Foreste Casentinesi: manutenzione e una app per gli 800 km di sentieri

Escursionisti, foto di Nevio AgostiniLa rete degli ottocento chilometri di sentieri segnati del Parco nazionale – di volta in volta vestita di gemme e fiori (primavera), di foglie (estate), di neve (inverno) e dei mille colori dell’autunno –  impegna costantemente il Parco nazionale, l’Ufficio Territoriale per la Biodiversità del Corpo Forestale dello Stato e le sezioni del Club Alpino Italiano.
In particolare l’accordo tra Parco e l’UTB del CFS di Pratovecchio prevede la collaborazione nelle attività legate alla manutenzione della sentieristica e aree di sosta nelle riserve naturali casentinesi – Camaldoli, Campigna, Scodella, Badia Prataglia e di Sasso Fratino – cuore naturalistico dell’area protetta.
Nel corso dei due anni trascorsi dalla stipula dell’apposita convenzione i finanziamenti erogati dal Parco hanno consentito la progettazione e la realizzazione di numerosi interventi, resi urgenti anche dalle necessità di ripristinare molti tracciati dopo la burrasca di vento del marzo scorso. Tra i più significativi si annoverano l’esecuzione dei lavori per la risistemazione dei sentieri didattici ad accesso facilitato di Campigna, quello “Per tutti…i sensi” lungo lo storico viale del Granduca, e il “Sonia” di Badia Prataglia, che ha per tema la regimazione delle acque e la vita legata alle aree umide.
Oltre cento chilometri di sentieri percorsi più volte in due anni, costruzione e montaggio di arredi, segnaletica, manutenzione delle fonti, testimoniano il grande impegno degli enti preposti alla promozione e alla gestione di un territorio ricco di storia e natura. Attenzione che non si esaurisce in impegni “una tantum”. Nuovi progetti sono infatti in corso di approvazione.
Le attività sono svolte in amministrazione diretta dagli operai forestali dell’UTB – CFS di Pratovecchio, depositari di un bagaglio di esperienza e professionalità che è opportuno salvaguardare.
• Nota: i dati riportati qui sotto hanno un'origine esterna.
// External imports
use burn::module::Module;
use burn::record::{BinFileRecorder, FullPrecisionSettings};
use burn::tensor::{backend::Backend, Tensor, TensorData};
use log::{debug, info};
use rand::rngs::StdRng;
use rand::{Rng, SeedableRng};
use serde::{Deserialize, Serialize};
use std::path::{Path, PathBuf};
use std::time::SystemTime;

// Internal imports
use super::step_3_lstm_model_arch::{GridForecaster, GridForecasterConfig};
use super::step_5_prediction::tensor_to_vec;
use crate::build_info;
use crate::constants::{self, FEATURES_PER_STEP};
use crate::error::{GridError, GridResult};

pub const INPUT_NAME: &str = "input";
pub const OUTPUT_NAME: &str = "output";

/// Where and how the trained model is exported
#[derive(Debug, Clone, PartialEq, Serialize, Deserialize)]
#[serde(default, deny_unknown_fields)]
pub struct ExportConfig {
    /// Artifact path without extension; `.bin` and `.graph.json` are appended
    pub path: PathBuf,
    /// Batch size of the traced dummy input
    pub trace_batch_size: usize,
    pub dummy_input_seed: u64,
    /// Largest accepted deviation between traced and reloaded outputs
    pub tolerance: f64,
}

impl Default for ExportConfig {
    fn default() -> Self {
        Self {
            path: PathBuf::from(constants::EXPORT_PATH),
            trace_batch_size: 1,
            dummy_input_seed: constants::DUMMY_INPUT_SEED,
            tolerance: constants::EXPORT_TOLERANCE,
        }
    }
}

/// Self-description stored next to the exported weights
#[derive(Debug, Clone, PartialEq, Serialize, Deserialize)]
pub struct ExportManifest {
    pub version: String,
    pub rustc_version: String,
    pub timestamp: u64,
    pub input_name: String,
    pub output_name: String,
    /// Traced input shape `[batch, window, features]`
    pub input_shape: Vec<usize>,
    pub output_shape: Vec<usize>,
    /// Axes that may vary at inference time (the batch axis)
    pub dynamic_axes: Vec<usize>,
    pub window_size: usize,
    /// Whether the model was trained on loads scaled into [0, 1]
    #[serde(default)]
    pub normalized_inputs: bool,
    pub model: GridForecasterConfig,
    pub dummy_input_seed: u64,
    #[serde(with = "crate::util::json_float::vec_f32")]
    pub traced_output: Vec<f32>,
    /// Set once the reloaded artifact has been checked against the trace
    pub simplified: bool,
}

/// Appends `suffix` to the full file name, so dotted stems like `model.v2` survive
fn with_suffix(path: &Path, suffix: &str) -> PathBuf {
    let mut name = path.as_os_str().to_owned();
    name.push(suffix);
    PathBuf::from(name)
}

pub fn weights_path(path: &Path) -> PathBuf {
    with_suffix(path, ".bin")
}

pub fn manifest_path(path: &Path) -> PathBuf {
    with_suffix(path, ".graph.json")
}

/// Seeded dummy input of shape `[batch, window, 3]`, uniform in [0, 1)
pub fn dummy_input<B: Backend>(
    batch_size: usize,
    window_size: usize,
    seed: u64,
    device: &B::Device,
) -> Tensor<B, 3> {
    let mut rng = StdRng::seed_from_u64(seed);
    let values: Vec<f32> = (0..batch_size * window_size * FEATURES_PER_STEP)
        .map(|_| rng.random::<f32>())
        .collect();
    Tensor::from_data(
        TensorData::new(values, [batch_size, window_size, FEATURES_PER_STEP]),
        device,
    )
}

fn max_abs_deviation(left: &[f32], right: &[f32]) -> f64 {
    if left.len() != right.len() {
        return f64::INFINITY;
    }
    left.iter()
        .zip(right)
        .map(|(l, r)| f64::from((l - r).abs()))
        .fold(0.0, f64::max)
}

fn save_weights<B: Backend>(model: &GridForecaster<B>, path: &Path) -> GridResult<()> {
    model
        .clone()
        .save_file::<BinFileRecorder<FullPrecisionSettings>, _>(weights_path(path), &Default::default())
        .map_err(|e| GridError::Record(e.to_string()))
}

fn write_manifest(manifest: &ExportManifest, path: &Path) -> GridResult<()> {
    let json = serde_json::to_string_pretty(manifest)?;
    std::fs::write(manifest_path(path), json)?;
    Ok(())
}

/// Exports an inference-mode model as weights plus a graph manifest
///
/// One forward pass on a seeded dummy input traces the reference output.
/// The artifact is then reloaded into a fresh model; if it reproduces the
/// trace within `config.tolerance` the verified artifact overwrites the
/// first one and the manifest is marked `simplified`.
///
/// # Arguments
///
/// * `model` - Trained model in inference mode (see `to_inference`)
/// * `model_config` - Configuration the model was built from
/// * `window_size` - Fixed sequence length of the input
/// * `normalized_inputs` - Whether training loads were scaled into [0, 1]
/// * `config` - Destination and verification settings
/// * `device` - Compute target used for tracing and reloading
///
/// # Returns
///
/// Returns the final manifest
pub fn export_model<B: Backend>(
    model: &GridForecaster<B>,
    model_config: &GridForecasterConfig,
    window_size: usize,
    normalized_inputs: bool,
    config: &ExportConfig,
    device: &B::Device,
) -> GridResult<ExportManifest> {
    if let Some(parent) = config.path.parent() {
        if !parent.as_os_str().is_empty() {
            std::fs::create_dir_all(parent)?;
        }
    }

    let batch_size = config.trace_batch_size.max(1);
    let input = dummy_input::<B>(batch_size, window_size, config.dummy_input_seed, device);
    let output = model.forward(input.clone());
    let output_shape = output.dims().to_vec();
    let traced_output = tensor_to_vec(output)?;
    debug!("Traced output for export: {:?}", traced_output);

    let mut manifest = ExportManifest {
        version: build_info::PKG_VERSION.to_string(),
        rustc_version: build_info::RUSTC_VERSION.to_string(),
        timestamp: SystemTime::now()
            .duration_since(SystemTime::UNIX_EPOCH)
            .unwrap_or_default()
            .as_secs(),
        input_name: INPUT_NAME.to_string(),
        output_name: OUTPUT_NAME.to_string(),
        input_shape: vec![batch_size, window_size, FEATURES_PER_STEP],
        output_shape,
        dynamic_axes: vec![0],
        window_size,
        normalized_inputs,
        model: model_config.clone(),
        dummy_input_seed: config.dummy_input_seed,
        traced_output,
        simplified: false,
    };
    save_weights(model, &config.path)?;
    write_manifest(&manifest, &config.path)?;
    info!("Model exported to {}", weights_path(&config.path).display());

    // Verification pass on a freshly loaded copy
    let (reloaded, _) = load_exported_model::<B>(&config.path, device)?;
    let reloaded_output = tensor_to_vec(reloaded.forward(input))?;
    let deviation = max_abs_deviation(&manifest.traced_output, &reloaded_output);
    if deviation > config.tolerance {
        return Err(GridError::ExportMismatch {
            deviation,
            tolerance: config.tolerance,
        });
    }

    manifest.simplified = true;
    save_weights(&reloaded, &config.path)?;
    write_manifest(&manifest, &config.path)?;
    info!(
        "Verified export at {} (max deviation {:e})",
        manifest_path(&config.path).display(),
        deviation
    );

    Ok(manifest)
}

/// Loads an exported model and its manifest onto `device`
pub fn load_exported_model<B: Backend>(
    path: &Path,
    device: &B::Device,
) -> GridResult<(GridForecaster<B>, ExportManifest)> {
    let manifest_file = manifest_path(path);
    if !manifest_file.exists() {
        return Err(GridError::FileNotFound(manifest_file));
    }
    let manifest: ExportManifest = serde_json::from_str(&std::fs::read_to_string(&manifest_file)?)?;
    manifest.model.validate()?;

    let model = manifest
        .model
        .init::<B>(device)
        .load_file::<BinFileRecorder<FullPrecisionSettings>, _>(weights_path(path), &Default::default(), device)
        .map_err(|e| GridError::Record(e.to_string()))?;

    Ok((model, manifest))
}
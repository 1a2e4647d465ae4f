// External imports
use burn::module::Module;
use burn::nn::{Linear, LinearConfig};
use burn::tensor::{activation, backend::Backend, Tensor};
use serde::{Deserialize, Serialize};

// Internal imports
use super::step_2_lstm_cell::StackedLstm;
use crate::constants::{FEATURES_PER_STEP, HIDDEN_SIZE, NUM_LAYERS, OUTPUT_SIZE};
use crate::error::{GridError, GridResult};

/// Hyperparameters of the forecaster
///
/// `attention = false` pools the encoder output by its mean over time.
#[derive(Debug, Clone, PartialEq, Serialize, Deserialize)]
#[serde(default, deny_unknown_fields)]
pub struct GridForecasterConfig {
    pub input_size: usize,
    pub hidden_size: usize,
    pub num_layers: usize,
    pub output_size: usize,
    pub attention: bool,
    pub bidirectional: bool,
}

impl Default for GridForecasterConfig {
    fn default() -> Self {
        Self::mean_pool()
    }
}

impl GridForecasterConfig {
    /// Unidirectional encoder, mean over time
    pub fn mean_pool() -> Self {
        Self {
            input_size: FEATURES_PER_STEP,
            hidden_size: HIDDEN_SIZE,
            num_layers: NUM_LAYERS,
            output_size: OUTPUT_SIZE,
            attention: false,
            bidirectional: false,
        }
    }

    /// Unidirectional encoder, learned attention over time
    pub fn attention() -> Self {
        Self {
            attention: true,
            ..Self::mean_pool()
        }
    }

    /// Bidirectional encoder (double width), learned attention over time
    pub fn bidirectional_attention() -> Self {
        Self {
            attention: true,
            bidirectional: true,
            ..Self::mean_pool()
        }
    }

    pub fn with_hidden_size(mut self, hidden_size: usize) -> Self {
        self.hidden_size = hidden_size;
        self
    }

    pub fn with_num_layers(mut self, num_layers: usize) -> Self {
        self.num_layers = num_layers;
        self
    }

    /// Short name used in run summaries
    pub fn variant_name(&self) -> &'static str {
        match (self.bidirectional, self.attention) {
            (false, false) => "lstm_mean",
            (false, true) => "lstm_attention",
            (true, false) => "bilstm_mean",
            (true, true) => "bilstm_attention",
        }
    }

    pub fn validate(&self) -> GridResult<()> {
        if self.input_size == 0 || self.hidden_size == 0 || self.num_layers == 0 || self.output_size == 0 {
            return Err(GridError::InvalidConfig(format!(
                "model dimensions must be positive: {:?}",
                self
            )));
        }
        Ok(())
    }

    pub fn init<B: Backend>(&self, device: &B::Device) -> GridForecaster<B> {
        let encoder = StackedLstm::new(
            self.input_size,
            self.hidden_size,
            self.num_layers,
            self.bidirectional,
            device,
        );
        let encoded_size = encoder.output_size();
        let attention = self
            .attention
            .then(|| TemporalAttention::new(encoded_size, device));
        let output = LinearConfig::new(encoded_size, self.output_size).init(device);

        GridForecaster {
            input_size: self.input_size,
            encoder,
            attention,
            output,
        }
    }
}

/// Scores each time step with a linear projection and softmax-normalizes over time
#[derive(Module, Debug)]
pub struct TemporalAttention<B: Backend> {
    score: Linear<B>,
}

impl<B: Backend> TemporalAttention<B> {
    pub fn new(hidden_size: usize, device: &B::Device) -> Self {
        Self {
            score: LinearConfig::new(hidden_size, 1).init(device),
        }
    }

    /// Attention weights, shape `[batch, seq_len]`; each row sums to 1
    pub fn weights(&self, x: Tensor<B, 3>) -> Tensor<B, 2> {
        let [batch_size, seq_len, _] = x.dims();
        let scores = self.score.forward(x).reshape([batch_size, seq_len]);
        activation::softmax(scores, 1)
    }

    /// Weighted sum of the hidden states over time, `[batch, hidden]`
    pub fn forward(&self, x: Tensor<B, 3>) -> Tensor<B, 2> {
        let [batch_size, seq_len, hidden_size] = x.dims();
        let weights = self.weights(x.clone()).reshape([batch_size, seq_len, 1]);
        (x * weights).sum_dim(1).reshape([batch_size, hidden_size])
    }
}

/// Stacked recurrent encoder followed by temporal pooling and a linear head
#[derive(Module, Debug)]
pub struct GridForecaster<B: Backend> {
    input_size: usize,
    encoder: StackedLstm<B>,
    attention: Option<TemporalAttention<B>>,
    output: Linear<B>,
}

impl<B: Backend> GridForecaster<B> {
    pub fn input_size(&self) -> usize {
        self.input_size
    }

    pub fn attention(&self) -> Option<&TemporalAttention<B>> {
        self.attention.as_ref()
    }

    /// `[batch, window, input_size]` -> `[batch, output_size]`
    pub fn forward(&self, x: Tensor<B, 3>) -> Tensor<B, 2> {
        let encoded = self.encoder.forward(x);
        let [batch_size, _, encoded_size] = encoded.dims();

        let pooled = match &self.attention {
            Some(attention) => attention.forward(encoded),
            None => encoded.mean_dim(1).reshape([batch_size, encoded_size]),
        };

        self.output.forward(pooled)
    }
}

#[cfg(test)]
mod tests {
    use super::*;
    use burn_ndarray::{NdArray, NdArrayDevice};

    type TestBackend = NdArray<f32>;

    fn small(config: GridForecasterConfig) -> GridForecaster<TestBackend> {
        config
            .with_hidden_size(8)
            .with_num_layers(2)
            .init::<TestBackend>(&NdArrayDevice::Cpu)
    }

    #[test]
    fn test_output_shape_is_batch_by_one() {
        let device = NdArrayDevice::Cpu;
        let variants = [
            GridForecasterConfig::mean_pool(),
            GridForecasterConfig::attention(),
            GridForecasterConfig::bidirectional_attention(),
        ];
        for config in variants {
            let model = small(config);
            for (batch_size, window) in [(1, 19), (5, 19), (3, 4), (2, 30)] {
                let input = Tensor::<TestBackend, 3>::random(
                    [batch_size, window, 3],
                    burn::tensor::Distribution::Default,
                    &device,
                );
                assert_eq!(model.forward(input).dims(), [batch_size, 1]);
            }
        }
    }

    #[test]
    fn test_default_model_uses_driving_configuration() {
        let config = GridForecasterConfig::default();
        assert_eq!(config.input_size, 3);
        assert_eq!(config.hidden_size, 64);
        assert_eq!(config.num_layers, 4);
        assert!(!config.attention);
        assert!(!config.bidirectional);
        assert_eq!(config.variant_name(), "lstm_mean");

        let model = config.init::<TestBackend>(&NdArrayDevice::Cpu);
        assert!(model.attention().is_none());
        let input = Tensor::<TestBackend, 3>::zeros([2, 19, 3], &NdArrayDevice::Cpu);
        assert_eq!(model.forward(input).dims(), [2, 1]);
    }

    #[test]
    fn test_attention_weights_sum_to_one_over_time() {
        let device = NdArrayDevice::Cpu;
        let attention = TemporalAttention::<TestBackend>::new(6, &device);
        let hidden = Tensor::<TestBackend, 3>::random([4, 9, 6], burn::tensor::Distribution::Default, &device);

        let weights = attention.weights(hidden.clone());
        assert_eq!(weights.dims(), [4, 9]);
        let sums = weights.sum_dim(1).into_data().to_vec::<f32>().unwrap();
        for sum in sums {
            assert!((sum - 1.0).abs() < 1e-5);
        }
        assert_eq!(attention.forward(hidden).dims(), [4, 6]);
    }

    #[test]
    fn test_attention_over_identical_steps_returns_that_step() {
        let device = NdArrayDevice::Cpu;
        let attention = TemporalAttention::<TestBackend>::new(2, &device);
        let step = Tensor::<TestBackend, 3>::from_floats([[[0.5, -1.5]]], &device);
        let hidden = Tensor::cat(vec![step.clone(), step.clone(), step], 1);

        let context = attention.forward(hidden).into_data().to_vec::<f32>().unwrap();
        assert!((context[0] - 0.5).abs() < 1e-5);
        assert!((context[1] + 1.5).abs() < 1e-5);
    }

    #[test]
    fn test_validate_rejects_zero_dimensions() {
        assert!(GridForecasterConfig::default().validate().is_ok());
        assert!(GridForecasterConfig::default().with_num_layers(0).validate().is_err());
        assert!(GridForecasterConfig::default().with_hidden_size(0).validate().is_err());
    }

    #[test]
    fn test_config_json_round_trip_with_defaults() {
        let config: GridForecasterConfig = serde_json::from_str(r#"{"attention": true}"#).unwrap();
        assert_eq!(config, GridForecasterConfig::attention());
        assert!(serde_json::from_str::<GridForecasterConfig>(r#"{"dropout": 0.1}"#).is_err());
    }
}
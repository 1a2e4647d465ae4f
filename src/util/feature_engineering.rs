// External crates
use chrono::{DateTime, Datelike, NaiveDateTime, Timelike};
use log::{debug, info};
use polars::prelude::*;
use std::collections::BTreeMap;
use std::f64::consts::PI;

// Local modules
use crate::constants::{
    DATE_COLUMN, DAYS_PER_YEAR, DAY_OF_YEAR_COLUMN, DAY_SIN_COLUMN, LOAD_COLUMN, MINUTES_OF_DAY_COLUMN,
    MINUTES_PER_DAY, MINUTE_SIN_COLUMN, TIMESTAMP_COLUMN,
};
use crate::error::{GridError, GridResult};
use crate::util::file_utils::required_column;

const NANOS_PER_SECOND: i64 = 1_000_000_000;

/// Sinusoidal component of the day in the year
pub fn day_sine(day_of_year: u32) -> f64 {
    (2.0 * PI * day_of_year as f64 / DAYS_PER_YEAR).sin()
}

/// Sinusoidal component of the minutes in the day
pub fn minute_sine(minutes_of_day: u32) -> f64 {
    (2.0 * PI * minutes_of_day as f64 / MINUTES_PER_DAY).sin()
}

/// Converts nanoseconds since the Unix epoch into a UTC calendar time
pub fn datetime_from_nanos(nanos: i64) -> Option<NaiveDateTime> {
    let seconds = nanos.div_euclid(NANOS_PER_SECOND);
    let subsec = nanos.rem_euclid(NANOS_PER_SECOND) as u32;
    DateTime::from_timestamp(seconds, subsec).map(|dt| dt.naive_utc())
}

fn minutes_of_day(at: &NaiveDateTime) -> u32 {
    at.hour() * 60 + at.minute()
}

/// Day and minute sine components for a timestamp in epoch seconds
///
/// Used when feeding live readings to an exported model, where timestamps
/// arrive in seconds rather than nanoseconds.
pub fn generate_sin_components(epoch_seconds: i64) -> GridResult<(f32, f32)> {
    let at = DateTime::from_timestamp(epoch_seconds, 0)
        .ok_or_else(|| GridError::Timestamp {
            value: epoch_seconds.to_string(),
            format: "epoch seconds".to_string(),
        })?
        .naive_utc();

    let day_sin = day_sine(at.ordinal()) as f32;
    let minute_sin = minute_sine(minutes_of_day(&at)) as f32;
    Ok((day_sin, minute_sin))
}

/// Adds calendar and sinusoidal features derived from the timestamp column
///
/// New columns: `date` (days since the common era), `day_of_year`,
/// `minutes_of_day`, `day_sin` and `minute_sin`.
///
/// # Arguments
///
/// * `df` - Cleaned table with a nanosecond `timestamp` column
///
/// # Returns
///
/// Returns a new DataFrame with the feature columns appended
pub fn add_sinusoidal_features(df: &DataFrame) -> GridResult<DataFrame> {
    let timestamps = required_column(df, TIMESTAMP_COLUMN)?.i64()?;

    let mut dates = Vec::with_capacity(df.height());
    let mut days_of_year = Vec::with_capacity(df.height());
    let mut minutes = Vec::with_capacity(df.height());
    let mut day_sins = Vec::with_capacity(df.height());
    let mut minute_sins = Vec::with_capacity(df.height());

    for nanos in timestamps.into_iter() {
        match nanos.and_then(datetime_from_nanos) {
            Some(at) => {
                let day = at.ordinal();
                let minute = minutes_of_day(&at);
                dates.push(Some(at.date().num_days_from_ce()));
                days_of_year.push(Some(day as i32));
                minutes.push(Some(minute as i32));
                day_sins.push(Some(day_sine(day)));
                minute_sins.push(Some(minute_sine(minute)));
            }
            None => {
                dates.push(None);
                days_of_year.push(None);
                minutes.push(None);
                day_sins.push(None);
                minute_sins.push(None);
            }
        }
    }

    let mut featurized = df.clone();
    featurized.with_column(Series::new(DATE_COLUMN.into(), dates))?;
    featurized.with_column(Series::new(DAY_OF_YEAR_COLUMN.into(), days_of_year))?;
    featurized.with_column(Series::new(MINUTES_OF_DAY_COLUMN.into(), minutes))?;
    featurized.with_column(Series::new(DAY_SIN_COLUMN.into(), day_sins))?;
    featurized.with_column(Series::new(MINUTE_SIN_COLUMN.into(), minute_sins))?;

    debug!("Featurized columns: {:?}", featurized.get_column_names());
    Ok(featurized)
}

/// Min-max scale fitted on one calendar year
#[derive(Debug, Clone, Copy, PartialEq)]
pub struct YearScale {
    pub min: f64,
    pub max: f64,
}

impl YearScale {
    fn fit(&mut self, value: f64) {
        self.min = self.min.min(value);
        self.max = self.max.max(value);
    }

    /// Scales a value into [0, 1]; a flat year maps to 0
    pub fn apply(&self, value: f64) -> f64 {
        let range = self.max - self.min;
        if range > 0.0 {
            (value - self.min) / range
        } else {
            0.0
        }
    }
}

/// Rescales the load column into [0, 1] independently for every calendar year
///
/// Each year gets its own min-max scale, so magnitudes are not comparable
/// across years afterwards. The fitted scales are local to this call.
pub fn normalize_load_per_year(df: &DataFrame) -> GridResult<DataFrame> {
    let timestamps = required_column(df, TIMESTAMP_COLUMN)?.i64()?;
    let loads = required_column(df, LOAD_COLUMN)?.f64()?;

    let years: Vec<Option<i32>> = timestamps
        .into_iter()
        .map(|nanos| nanos.and_then(datetime_from_nanos).map(|at| at.year()))
        .collect();

    let mut scales: BTreeMap<i32, YearScale> = BTreeMap::new();
    for (year, load) in years.iter().zip(loads.into_iter()) {
        if let (Some(year), Some(load)) = (year, load) {
            scales
                .entry(*year)
                .or_insert(YearScale {
                    min: load,
                    max: load,
                })
                .fit(load);
        }
    }
    for (year, scale) in &scales {
        info!("Year {} load range: [{:.4}, {:.4}]", year, scale.min, scale.max);
    }

    let normalized: Vec<Option<f64>> = years
        .iter()
        .zip(loads.into_iter())
        .map(|(year, load)| match (year, load) {
            (Some(year), Some(load)) => scales.get(year).map(|scale| scale.apply(load)),
            _ => None,
        })
        .collect();

    let mut out = df.clone();
    out.replace(LOAD_COLUMN, Series::new(LOAD_COLUMN.into(), normalized))?;
    Ok(out)
}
Importantissimo anche il ruolo del Club Alpino Italiano, che ha una convenzione per la segnatura e la manutenzione ordinaria della sentieristica, e dei gruppi delle sessioni di volontariato organizzate, per conto dell’area protetta, dalla cooperativa In Quiete.
Nell’ottica di far conoscere e apprezzare questo patrimonio naturale il Parco ha realizzato alcune applicazioni, finanziate all’interno del Programma Regionale di Sviluppo Rurale 2007/2013 dell’Emilia Romagna e dedicate alla conoscenza del territorio protetto e alla fruizione della sua rete escursionistica. Si tratta di strumenti digitali che consentono di esplorare i sentieri con il supporto di smartphone, tablet e altri dispositivi mobili.
La “app” è attualmente disponibile su Itunes e Google play (link su www.parcoforestecasentinesi.it). Consente di “navigare” sui sentieri del Parco, anche in modalità offline, e ottenere informazioni dettagliate su rifugi, musei, centri visita e sentieri tematici.

“La rete sentieristica del Parco è tra le più estese nel panorama nazionale. Un buon livello di manutenzione permette la conoscenza del territorio e la valorizzazione del suo patrimonio culturale. Costituisce inoltre uno strumento di presidio del territorio, anche per il monitoraggio ambientale. Alcuni dei percorsi, vecchi di secoli, traggono ragione di sè nel ruolo strategico che ha avuto questa area appenninica nella viabilità lungo la Penisola.” Luca Santini, presidente Parco nazionale Foreste Casentinesi, monte Falterona e Campigna.